Social Security Coverage for State and Local Government Workers: A Reconsideration
The Journal of Retirement 3(2). Fall 2015. 123-35.
38 Pages Posted: 31 May 2019
Date Written: June 9, 2015
Since it was created in 1935, Social Security has grown from covering about half of the work force to covering nearly all workers. The largest remaining exempted group is a subset of state and local government workers (SLGWs). As of 2008, Social Security did not cover about 27 percent of the 23.8 million SLGWs (Congressional Research Service 2011). Non-coverage of SLGWs is concentrated in certain states scattered around the country and includes workers in a diverse set of jobs, ranging from administrators to custodial staff.
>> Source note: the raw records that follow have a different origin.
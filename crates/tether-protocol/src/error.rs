use thiserror::Error;

#[derive(Debug, Error)]
pub enum ProtocolError {
    #[error("message too large: {size} bytes (max {max})")]
    MessageTooLarge { size: usize, max: usize },

    #[error("framing error: {0}")]
    FramingError(String),

    #[error("malformed message: {0}")]
    Malformed(String),

    #[error("serialization error: {0}")]
    Serialization(String),

    #[error("deserialization error: {0}")]
    Deserialization(String),

    #[error("invalid params: {0}")]
    InvalidParams(String),

    #[error("I/O error: {0}")]
    Io(#[from] std::io::Error),
}

pub type ProtocolResult<T> = Result<T, ProtocolError>;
Some police and fire department employees are not covered. About 40 percent of public school teachers are not covered by Social Security (Kan and Alderman 2014).
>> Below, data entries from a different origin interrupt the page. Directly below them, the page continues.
use std::fs;
use std::io::{self, Write};
use std::path::{Path, PathBuf};

use serde::{Deserialize, Serialize};
use tracing::{debug, warn};

use crate::error::{StoreError, StoreResult};

/// Keyed byte storage that survives process restarts.
///
/// This is the only interface tether needs from a persistence backend; the
/// on-disk format is the backend's business.
pub trait PersistentStorage: Send + Sync {
    /// Read the value stored under `key`, if any.
    fn get(&self, key: &str) -> StoreResult<Option<Vec<u8>>>;

    /// Store `value` under `key`, replacing any previous value.
    fn put(&self, key: &str, value: &[u8]) -> StoreResult<()>;

    /// Remove `key`. Returns `true` if it existed.
    fn remove(&self, key: &str) -> StoreResult<bool>;
}

/// Header size: 4 bytes length + 4 bytes CRC.
const HEADER_SIZE: usize = 8;

/// On-disk record: the key is stored alongside the value so a hashed file
/// name can be checked against the key it was looked up by.
#[derive(Serialize, Deserialize)]
struct Record {
    key: String,
    value: Vec<u8>,
}

/// One-file-per-key persistent storage.
///
/// Each record is framed like a WAL entry:
/// ```text
/// [4 bytes: payload length (little-endian u32)]
/// [4 bytes: CRC32 of payload (little-endian u32)]
/// [N bytes: payload (bincode-serialized record)]
/// ```
/// Files are written to a temporary name and renamed into place, so a crash
/// never leaves a torn record under a live name. Records failing the CRC
/// check read as absent.
pub struct FileStorage {
    root: PathBuf,
}

impl FileStorage {
    /// Open (or create) a storage directory.
    pub fn open(root: impl AsRef<Path>) -> StoreResult<Self> {
        let root = root.as_ref().to_path_buf();
        fs::create_dir_all(&root)?;
        Ok(Self { root })
    }

    /// Directory holding the records.
    pub fn root(&self) -> &Path {
        &self.root
    }

    fn path_for(&self, key: &str) -> PathBuf {
        let name = blake3::hash(key.as_bytes()).to_hex();
        self.root.join(&name.as_str()[..2]).join(name.as_str())
    }

    fn encode(key: &str, value: &[u8]) -> StoreResult<Vec<u8>> {
        let payload = bincode::serialize(&Record {
            key: key.to_string(),
            value: value.to_vec(),
        })
        .map_err(|e| StoreError::Serialization(e.to_string()))?;
        let mut buf = Vec::with_capacity(HEADER_SIZE + payload.len());
        buf.extend_from_slice(&(payload.len() as u32).to_le_bytes());
        buf.extend_from_slice(&crc32fast::hash(&payload).to_le_bytes());
        buf.extend_from_slice(&payload);
        Ok(buf)
    }

    fn decode(key: &str, raw: &[u8]) -> StoreResult<Vec<u8>> {
        let corrupt = |reason: String| StoreError::CorruptRecord {
            key: key.to_string(),
            reason,
        };
        if raw.len() < HEADER_SIZE {
            return Err(corrupt("truncated header".into()));
        }
        let length = u32::from_le_bytes([raw[0], raw[1], raw[2], raw[3]]) as usize;
        let expected_crc = u32::from_le_bytes([raw[4], raw[5], raw[6], raw[7]]);
        let payload = &raw[HEADER_SIZE..];
        if payload.len() != length {
            return Err(corrupt(format!(
                "length {length}, found {}",
                payload.len()
            )));
        }
        let actual_crc = crc32fast::hash(payload);
        if actual_crc != expected_crc {
            return Err(corrupt(format!(
                "crc expected {expected_crc:#010x}, got {actual_crc:#010x}"
            )));
        }
        let record: Record =
            bincode::deserialize(payload).map_err(|e| corrupt(e.to_string()))?;
        if record.key != key {
            return Err(corrupt(format!("stored under key {}", record.key)));
        }
        Ok(record.value)
    }
}

impl PersistentStorage for FileStorage {
    fn get(&self, key: &str) -> StoreResult<Option<Vec<u8>>> {
        let path = self.path_for(key);
        let raw = match fs::read(&path) {
            Ok(raw) => raw,
            Err(e) if e.kind() == io::ErrorKind::NotFound => return Ok(None),
            Err(e) => return Err(e.into()),
        };
        match Self::decode(key, &raw) {
            Ok(value) => Ok(Some(value)),
            Err(e) => {
                warn!(key, error = %e, "discarding corrupt record");
                Ok(None)
            }
        }
    }

    fn put(&self, key: &str, value: &[u8]) -> StoreResult<()> {
        let path = self.path_for(key);
        let dir = path
            .parent()
            .map(Path::to_path_buf)
            .unwrap_or_else(|| self.root.clone());
        fs::create_dir_all(&dir)?;

        let encoded = Self::encode(key, value)?;
        let mut tmp = tempfile::NamedTempFile::new_in(&dir)?;
        tmp.write_all(&encoded)?;
        tmp.flush()?;
        tmp.persist(&path).map_err(|e| StoreError::Io(e.error))?;

        debug!(key, len = value.len(), "persisted record");
        Ok(())
    }

    fn remove(&self, key: &str) -> StoreResult<bool> {
        match fs::remove_file(self.path_for(key)) {
            Ok(()) => Ok(true),
            Err(e) if e.kind() == io::ErrorKind::NotFound => Ok(false),
            Err(e) => Err(e.into()),
        }
    }
}

impl std::fmt::Debug for FileStorage {
    fn fmt(&self, f: &mut std::fmt::Formatter<'_>) -> std::fmt::Result {
        f.debug_struct("FileStorage")
            .field("root", &self.root)
            .finish()
    }
}

#[cfg(test)]
mod tests {
    use super::*;

    fn temp_storage() -> (tempfile::TempDir, FileStorage) {
        let dir = tempfile::tempdir().unwrap();
        let storage = FileStorage::open(dir.path().join("cache")).unwrap();
        (dir, storage)
    }

    #[test]
    fn put_then_get() {
        let (_dir, storage) = temp_storage();
        storage.put("alpha", b"one").unwrap();
        assert_eq!(storage.get("alpha").unwrap(), Some(b"one".to_vec()));
    }

    #[test]
    fn missing_key_is_none() {
        let (_dir, storage) = temp_storage();
        assert!(storage.get("nope").unwrap().is_none());
    }

    #[test]
    fn put_replaces_value() {
        let (_dir, storage) = temp_storage();
        storage.put("k", b"first").unwrap();
        storage.put("k", b"second").unwrap();
        assert_eq!(storage.get("k").unwrap(), Some(b"second".to_vec()));
    }

    #[test]
    fn survives_reopen() {
        let dir = tempfile::tempdir().unwrap();
        FileStorage::open(dir.path()).unwrap().put("k", b"v").unwrap();
        let reopened = FileStorage::open(dir.path()).unwrap();
        assert_eq!(reopened.get("k").unwrap(), Some(b"v".to_vec()));
    }

    #[test]
    fn remove_reports_presence() {
        let (_dir, storage) = temp_storage();
        storage.put("k", b"v").unwrap();
        assert!(storage.remove("k").unwrap());
        assert!(!storage.remove("k").unwrap());
        assert!(storage.get("k").unwrap().is_none());
    }

    #[test]
    fn corrupt_record_reads_as_absent() {
        let (_dir, storage) = temp_storage();
        storage.put("k", b"value").unwrap();
        let path = storage.path_for("k");
        let mut raw = fs::read(&path).unwrap();
        let last = raw.len() - 1;
        raw[last] ^= 0xff;
        fs::write(&path, raw).unwrap();
        assert!(storage.get("k").unwrap().is_none());
    }

    #[test]
    fn decode_rejects_truncated_header() {
        let err = FileStorage::decode("k", &[1, 2, 3]).unwrap_err();
        assert!(matches!(err, StoreError::CorruptRecord { .. }));
    }
}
Under current law, state and local governments that do not offer their own retirement plan must enroll their employees in Social Security. But if it does offer a retirement plan, the state or local government can choose whether to enroll its workers in Social Security.
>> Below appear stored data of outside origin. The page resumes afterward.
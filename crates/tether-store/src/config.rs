use serde::{Deserialize, Serialize};

/// Eviction configuration for [`InMemoryContentStore`](crate::InMemoryContentStore).
#[derive(Clone, Debug, PartialEq, Eq, Serialize, Deserialize)]
#[serde(default)]
pub struct StoreConfig {
    /// Memory budget in bytes. Unpinned entries are evicted least recently
    /// used first once the total exceeds this.
    pub budget_bytes: u64,
    /// Objects at or below this size are cheap to keep and never evicted.
    pub small_object_bytes: u64,
}

impl Default for StoreConfig {
    fn default() -> Self {
        Self {
            budget_bytes: 256 * 1024 * 1024, // 256 MiB
            small_object_bytes: 0,
        }
    }
}

impl StoreConfig {
    /// A store that never evicts.
    pub fn unbounded() -> Self {
        Self {
            budget_bytes: u64::MAX,
            small_object_bytes: 0,
        }
    }

    /// A store with the given byte budget.
    pub fn with_budget(budget_bytes: u64) -> Self {
        Self {
            budget_bytes,
            ..Default::default()
        }
    }
}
This paper reviews and extends discussion on whether state and local government workers should face mandatory coverage in Social Security. Relative to earlier work, we focus on links between this issue and recent developments in state and local pensions. Although some of the issues apply equally to both existing and newly hired SLGWs, it is most natural to focus on whether newly hired employees should be brought into Social Security.